В «макрокосмическом» контексте перекрывающихся суперпозиций рассказ «В конце пути» свой основной художественный прием зашифровывает уже в самом названии. Рассказ вполне может закончиться апогеем сугубо человеческой чувственности — кровавой семейной трагедией в шекспировском духе. Или же, наоборот, торжеством бесчувственной техносферы в мире кибернетических машин. А, может быть, «неудержимым рывком», который «со стороны показался бы немощным и вялым», к заветной тормозной кнопке и, если этот рывок не удастся, к личной катастрофе первой «космической пары». Однако реальный исход как эксперимента, так и рассказа навсегда остается открытым. Ведь и сам читатель до конца пути находится как бы внутри стального ящика, различая лишь неясные силуэты вне астрономического отсека:
Он лежит на спине. Перед ним матовая ворсистая поверхность стены. <.. > Если опустить взгляд, видны узорные секции теллуровой батареи. А еще ниже глаза натыкаются на черный круг. Этот круг — иллюминатор астрономического отсека. Хочется встать и подойти к иллюминатору. За ним — могильная темнота. Но если смотреть долго, то появляется еле различимый силуэт… (108)
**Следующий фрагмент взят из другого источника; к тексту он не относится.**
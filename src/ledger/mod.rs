//! Ledger gateway client.
//!
//! A `LedgerGateway` hands out one `LedgerSession` per operation. Sessions
//! are never pooled: the orchestrator acquires, runs its transactions and
//! releases by value, so a session cannot be released twice.

pub mod http;
pub mod memory;

use std::future::Future;
use std::time::Duration;

use async_trait::async_trait;
use thiserror::Error;

use crate::models::HealthRecord;

pub use http::HttpLedgerGateway;
pub use memory::{LedgerCall, MemoryLedger};

#[derive(Error, Debug)]
pub enum LedgerError {
    #[error("Cannot connect to ledger network: {0}")]
    Connection(String),

    #[error("Transaction {transaction} failed: {reason}")]
    Transaction { transaction: String, reason: String },

    #[error("Ledger call {operation} timed out after {secs}s")]
    Timeout { operation: String, secs: u64 },

    #[error("Malformed ledger result: {0}")]
    MalformedResult(String),
}

/// Named chaincode operations exposed by the ledger.
#[derive(Debug, Clone, Copy, PartialEq, Eq, Hash)]
pub enum Transaction {
    CreateHealthRecord,
    QueryHealthRecord,
    QueryAllHealthRecords,
    UpdateHealthRecord,
    DeleteHealthRecord,
}

impl Transaction {
    pub fn as_str(&self) -> &'static str {
        match self {
            Self::CreateHealthRecord => "CreateHealthRecord",
            Self::QueryHealthRecord => "QueryHealthRecord",
            Self::QueryAllHealthRecords => "QueryAllHealthRecords",
            Self::UpdateHealthRecord => "UpdateHealthRecord",
            Self::DeleteHealthRecord => "DeleteHealthRecord",
        }
    }
}

impl std::fmt::Display for Transaction {
    fn fmt(&self, f: &mut std::fmt::Formatter<'_>) -> std::fmt::Result {
        f.write_str(self.as_str())
    }
}

/// Opens authenticated sessions to the ledger network.
#[async_trait]
pub trait LedgerGateway: Send + Sync {
    async fn acquire(&self) -> Result<Box<dyn LedgerSession>, LedgerError>;
}

/// One exclusive ledger session. All arguments travel as strings.
#[async_trait]
pub trait LedgerSession: Send + Sync {
    /// Submit a state-changing transaction.
    async fn submit(&self, tx: Transaction, args: &[String]) -> Result<Vec<u8>, LedgerError>;

    /// Evaluate a read-only transaction.
    async fn evaluate(&self, tx: Transaction, args: &[String]) -> Result<Vec<u8>, LedgerError>;

    /// Disconnect. Implementations log and swallow failures.
    async fn release(self: Box<Self>);
}

/// Run one ledger call under a deadline.
pub async fn bounded<T, F>(limit: Duration, operation: &str, call: F) -> Result<T, LedgerError>
where
    F: Future<Output = Result<T, LedgerError>>,
{
    match tokio::time::timeout(limit, call).await {
        Ok(result) => result,
        Err(_) => Err(LedgerError::Timeout {
            operation: operation.to_string(),
            secs: limit.as_secs(),
        }),
    }
}

/// Decode a single-record query result. An empty body or JSON `null`
/// means the record does not exist.
pub fn parse_record(raw: &[u8]) -> Result<Option<HealthRecord>, LedgerError> {
    let text = std::str::from_utf8(raw)
        .map_err(|e| LedgerError::MalformedResult(e.to_string()))?
        .trim();
    if text.is_empty() || text == "null" {
        return Ok(None);
    }
    serde_json::from_str::<Option<HealthRecord>>(text)
        .map_err(|e| LedgerError::MalformedResult(e.to_string()))
}

/// Decode a record listing. An empty body is an empty listing.
pub fn parse_records(raw: &[u8]) -> Result<Vec<HealthRecord>, LedgerError> {
    let text = std::str::from_utf8(raw)
        .map_err(|e| LedgerError::MalformedResult(e.to_string()))?
        .trim();
    if text.is_empty() || text == "null" {
        return Ok(Vec::new());
    }
    serde_json::from_str(text).map_err(|e| LedgerError::MalformedResult(e.to_string()))
}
Важен в связи с интимным отношением к космонавтам в популярной культуре тех лет еще и тот факт, что рассказ «В конце пути» был впервые опубликован за два года до полета Гагарина и за четыре года до бракосочетания Терешковой с Николаевым. В период после 1957 года вышло бесчисленное количество подобных произведений, которые читали миллионы [39] . Их читало, несомненно, большинство из тех, кто с «горячей, всепоглощающей, искренней» радостью приветствовал Гагарина и других космонавтов и хотел знать о них все до мельчайших подробностей. Характерно, однако, что в отличие от медиально инсценированной небесной «идиллии» большой космической семьи типичные протагонисты научной фантастики были лишены именно этого семейного коллектива. В связи с расцветом научно-фантастической литературы, где наиболее популярным мотивом было «интимное» космическое одиночество космонавтов [40] , — причем за несколько лет до полета первого человека в космос, — можно сделать следующий вывод. Вероятно, именно в чтении «микрофильмов» научной фантастики формировался тот особый интимный взгляд советских людей на «своих» космонавтов, на ту интимность, которая не была показана официальным дискурсом. Этот взгляд рождало тайное восхищение той научно-фантастической сферой, которая находилась за рамками «большой семьи». Не будет преувеличением сказать, что в знаменитой «улыбке Гагарина» или, вернее, за этой улыбкой советский читатель мог увидеть тот самый последний рывок героя, «который со стороны показался бы немощным и вялым». Гагарин, который, как известно, зачитывался научной фантастикой, будучи летчиком-испытателем, в 1968 году разбился во время одного из своих полетов. Его смерть соединила два разных дискурса — официально-пропагандистский и научно-фантастический, скрестив в одном лице оптимизм медиальной инсценировки и трагику литературного повествования. Может быть, как раз это стечение обстоятельств и сделало Гагарина самым «родным», самым интимным героем освоения космоса.
39
Типичным для этого времени стал сюжет о духовном одиночестве странника, который в борьбе с опасностями во вселенной переживает крах межличностных отношений, разрушение семейных и дружеских уз. Нельзя не вспомнить в связи с этим роман Станислава Лема «Солярис», вышедший в свет в 1961 году. Ключевую роль здесь играют как раз табуизированные интимные фантазии и семейные конфликты. Эти фантазии и конфликты насквозь просвечиваются и контролируются таинственным существом — океаном «Солярис».
40
Тема космических полетов была наиболее популярной среди читателей научной фантастики тех лет, см.: О чем мечтает читатель // Знание — сила. 1958. № 12. С. 37; Schwartz M. Op. cit. S. 110–115.